Hold that line: Dobbins and Duvernay are playmakers, but coach John Harbaugh was just as pleased about getting some extra blocking in front of slick-footed quarterback Lamar Jackson. Before the draft, the coach said, “We’ve got to make sure that we do a great job of making sure the interior offensive line is all set.”
Third-round pick Tyre Phillips of Mississippi State is a 6-foot-5, 331-pound tackle who could easily make the shift to guard, much like Jonathan Ogden did as a rookie in 1996. Ogden, of course, ultimately became a Hall of Fame left tackle.
Drafted Saturday in the fourth round, Ben Bredeson played guard at Michigan under Harbaugh’s brother Jim, and has the ability to play center.
Stop the run: The Ravens allowed 4.4 yards per carry last season before Derrick Henry ran for 195 yards for Tennessee in Baltimore’s playoff defeat.
In an effort to improve that shortcoming, DeCosta got Calais Campbell in a trade with Jacksonville and signed free agent Derek Wolfe before continuing the process in the draft.
Justin Madubuike, a third-round pick from Texas A&M, will likely get plenty of playing time. The Ravens are looking for the same from fifth-round selection Broderick Washington Jr. of Texas Tech.
Depth at RB: The Ravens did well utilizing the running back tandem of Mark Ingram, Gus Edwards and Justice Hill last year. So why nab Dobbins in the second round?
Because he was there.
“We didn’t anticipate it. We just had to take him,” DeCosta said. “He’s just a talented guy and it made too much sense to take him.”

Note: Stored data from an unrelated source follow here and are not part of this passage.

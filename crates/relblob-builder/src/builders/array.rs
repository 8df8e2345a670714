use std::mem::size_of;

use bytemuck::Pod;
use relblob_types::{natural_alignment_of, BlobArray, BlobError};

use crate::builder::{BuildHandle, BuildRecord, Builder};
use crate::error::BuildResult;
use crate::stream::BlobStream;

/// An array whose elements are copied in as raw bytes.
#[derive(Debug)]
pub struct ArrayBuilder<T: Pod> {
    items: Vec<T>,
    alignment: Option<usize>,
    handle: BuildHandle<BlobArray<T>>,
    item_handles: Vec<(usize, BuildHandle<T>)>,
}

impl<T: Pod> ArrayBuilder<T> {
    pub fn new(items: impl Into<Vec<T>>) -> Self {
        Self {
            items: items.into(),
            alignment: None,
            handle: BuildHandle::new(),
            item_handles: Vec::new(),
        }
    }

    /// Store the elements at `alignment` instead of `T`'s natural alignment.
    pub fn with_alignment(mut self, alignment: usize) -> BuildResult<Self> {
        relblob_types::check_alignment(alignment)?;
        self.alignment = Some(alignment);
        Ok(self)
    }

    pub fn items(&self) -> &[T] {
        &self.items
    }

    pub fn len(&self) -> usize {
        self.items.len()
    }

    pub fn is_empty(&self) -> bool {
        self.items.is_empty()
    }

    /// Handle of element `index`, for pointers into the array.
    pub fn item_handle(&mut self, index: usize) -> BuildResult<BuildHandle<T>> {
        if index >= self.items.len() {
            return Err(BlobError::OutOfRange {
                index,
                length: self.items.len(),
            }
            .into());
        }
        if let Some((_, handle)) = self.item_handles.iter().find(|(i, _)| *i == index) {
            return Ok(handle.clone());
        }
        let handle = BuildHandle::new();
        self.item_handles.push((index, handle.clone()));
        Ok(handle)
    }

    fn element_alignment(&self) -> usize {
        self.alignment.unwrap_or(natural_alignment_of::<T>())
    }
}

impl<T: Pod> Builder for ArrayBuilder<T> {
    type Target = BlobArray<T>;

    fn handle(&self) -> BuildHandle<BlobArray<T>> {
        self.handle.clone()
    }

    fn build_content(&mut self, stream: &mut BlobStream, data_position: usize) -> BuildResult<()> {
        let alignment = self.element_alignment();
        if !self.items.is_empty() {
            stream.align_patch(alignment)?;
        }
        let data = stream.patch_position();
        stream
            .to_position(data_position)
            .write_array_meta(self.items.len())?
            .to_position(data)
            .write_slice(&self.items, alignment)?;
        for (index, handle) in &self.item_handles {
            handle.set(BuildRecord {
                data_position: data + index * size_of::<T>(),
                data_size: size_of::<T>(),
                patch_position: data + (index + 1) * size_of::<T>(),
                patch_size: 0,
                build_id: stream.build_id(),
            });
        }
        Ok(())
    }

    fn patch_alignment(&self) -> usize {
        self.element_alignment()
    }
}

/// Write an array header at `field_position` whose elements are produced by
/// one builder each.
pub(crate) fn build_item_array<T: Pod>(
    stream: &mut BlobStream,
    field_position: usize,
    items: &mut [Box<dyn Builder<Target = T>>],
    alignment: usize,
) -> BuildResult<()> {
    if !items.is_empty() {
        stream.align_patch(alignment)?;
    }
    let data = stream.patch_position();
    stream
        .to_position(field_position)
        .write_array_meta(items.len())?;
    stream.expand_patch(items.len() * size_of::<T>(), alignment)?;
    for (index, item) in items.iter_mut().enumerate() {
        stream.to_position(data + index * size_of::<T>());
        item.build(stream)?;
    }
    Ok(())
}

/// An array whose elements are built by child builders, such as pointers,
/// strings or nested structs.
pub struct ItemArrayBuilder<T: Pod> {
    items: Vec<Box<dyn Builder<Target = T>>>,
    alignment: Option<usize>,
    handle: BuildHandle<BlobArray<T>>,
}

impl<T: Pod> ItemArrayBuilder<T> {
    pub fn new() -> Self {
        Self {
            items: Vec::new(),
            alignment: None,
            handle: BuildHandle::new(),
        }
    }

    pub fn with_alignment(mut self, alignment: usize) -> BuildResult<Self> {
        relblob_types::check_alignment(alignment)?;
        self.alignment = Some(alignment);
        Ok(self)
    }

    /// Append an element builder and return its handle.
    pub fn push(&mut self, item: impl Builder<Target = T> + 'static) -> BuildHandle<T> {
        let handle = item.handle();
        self.items.push(Box::new(item));
        handle
    }

    pub fn push_boxed(&mut self, item: Box<dyn Builder<Target = T>>) -> BuildHandle<T> {
        let handle = item.handle();
        self.items.push(item);
        handle
    }

    pub fn len(&self) -> usize {
        self.items.len()
    }

    pub fn is_empty(&self) -> bool {
        self.items.is_empty()
    }

    /// Handle of element `index`.
    pub fn item_handle(&self, index: usize) -> BuildResult<BuildHandle<T>> {
        self.items
            .get(index)
            .map(|item| item.handle())
            .ok_or_else(|| {
                BlobError::OutOfRange {
                    index,
                    length: self.items.len(),
                }
                .into()
            })
    }

    fn element_alignment(&self) -> usize {
        self.alignment.unwrap_or(natural_alignment_of::<T>())
    }
}

impl<T: Pod> Default for ItemArrayBuilder<T> {
    fn default() -> Self {
        Self::new()
    }
}

impl<T: Pod, B: Builder<Target = T> + 'static> FromIterator<B> for ItemArrayBuilder<T> {
    fn from_iter<I: IntoIterator<Item = B>>(iter: I) -> Self {
        let mut array = Self::new();
        for item in iter {
            array.push(item);
        }
        array
    }
}

impl<T: Pod> Builder for ItemArrayBuilder<T> {
    type Target = BlobArray<T>;

    fn handle(&self) -> BuildHandle<BlobArray<T>> {
        self.handle.clone()
    }

    fn build_content(&mut self, stream: &mut BlobStream, data_position: usize) -> BuildResult<()> {
        let alignment = self.element_alignment();
        build_item_array(stream, data_position, &mut self.items, alignment)
    }

    fn patch_alignment(&self) -> usize {
        self.element_alignment()
    }
}

#[cfg(test)]
mod tests {
    use super::*;
    use crate::builders::{PtrBuilder, ValueBuilder};

    #[test]
    fn raw_array_layout() {
        let mut builder = ArrayBuilder::new(vec![1u16, 2, 3]);
        let mut stream = BlobStream::new();
        builder.build(&mut stream).unwrap();
        assert_eq!(
            hex::encode(stream.finish(4).unwrap()),
            "08000000030000000100020003000000"
        );
    }

    #[test]
    fn empty_array_points_at_patch() {
        let mut builder = ArrayBuilder::<u64>::new(Vec::new());
        let mut stream = BlobStream::new();
        builder.build(&mut stream).unwrap();
        assert_eq!(hex::encode(stream.finish(4).unwrap()), "0800000000000000");
    }

    #[test]
    fn alignment_override_pads_data() {
        let mut builder = ArrayBuilder::new(vec![1u8, 2]).with_alignment(16).unwrap();
        let mut stream = BlobStream::new();
        builder.build(&mut stream).unwrap();
        let bytes = stream.finish(1).unwrap();
        assert_eq!(bytes[..4], 16i32.to_ne_bytes());
        assert_eq!(bytes.len(), 32);
        assert!(ArrayBuilder::new(vec![1u8]).with_alignment(3).is_err());
    }

    #[test]
    fn item_handles_record_element_positions() {
        let mut builder = ArrayBuilder::new(vec![10i32, 20, 30]);
        let second = builder.item_handle(1).unwrap();
        assert!(builder.item_handle(3).is_err());
        builder.build(&mut BlobStream::new()).unwrap();
        assert_eq!(second.data_position().unwrap(), 12);
    }

    #[test]
    fn item_builders_fill_reserved_slots() {
        let mut builder: ItemArrayBuilder<_> = [7i32, 8].into_iter().map(PtrBuilder::new).collect();
        let mut stream = BlobStream::new();
        builder.build(&mut stream).unwrap();
        // header, two pointers, then the two pointees
        assert_eq!(
            hex::encode(stream.finish(4).unwrap()),
            "080000000200000008000000080000000700000008000000"
        );
    }

    #[test]
    fn item_array_exposes_child_handles() {
        let mut builder = ItemArrayBuilder::new();
        let first = builder.push(ValueBuilder::new(1u8));
        builder.push(ValueBuilder::new(2u8));
        builder.build(&mut BlobStream::new()).unwrap();
        assert_eq!(first.data_position().unwrap(), 8);
        assert_eq!(builder.item_handle(1).unwrap().data_position().unwrap(), 9);
    }
}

Dobbins ran for an Ohio State-record 2,003 yards in 2019.
Lacking the edge: The Ravens emerge from the draft still looking for a strong pass rusher off the edge.
“You’re always going to have a hole that stays open,” DeCosta said. “We’ll continue to try to fill those holes.”
Madubuike has the potential to help.
“He did have sacks (5 1 / 2in each of the past two years),” Harbaugh noted. “He had tons of pressures and tons of quarterback hits. He chased quarterbacks down and stuff like that.”
Virtually perfect: Harbaugh was delighted with the technical aspect of the NFL’s first virtual draft.
“I thought it went great. I give our IT guys all the credit in the world,” he said. “It was perfect.”
DeCosta felt that preparing for a draft without any visits from players, Pro Days or 1-on-1 interviews was a refreshing change.
“It was like an old-school, throwback draft,” DeCosta said. “Sometimes you can get so much information that you over-analyze a little bit. So from that standpoint it was really easy to get prepared for this draft because we just sat in front of our machines and watched as much tape as we could. There’s kind of a beauty to that whole process.”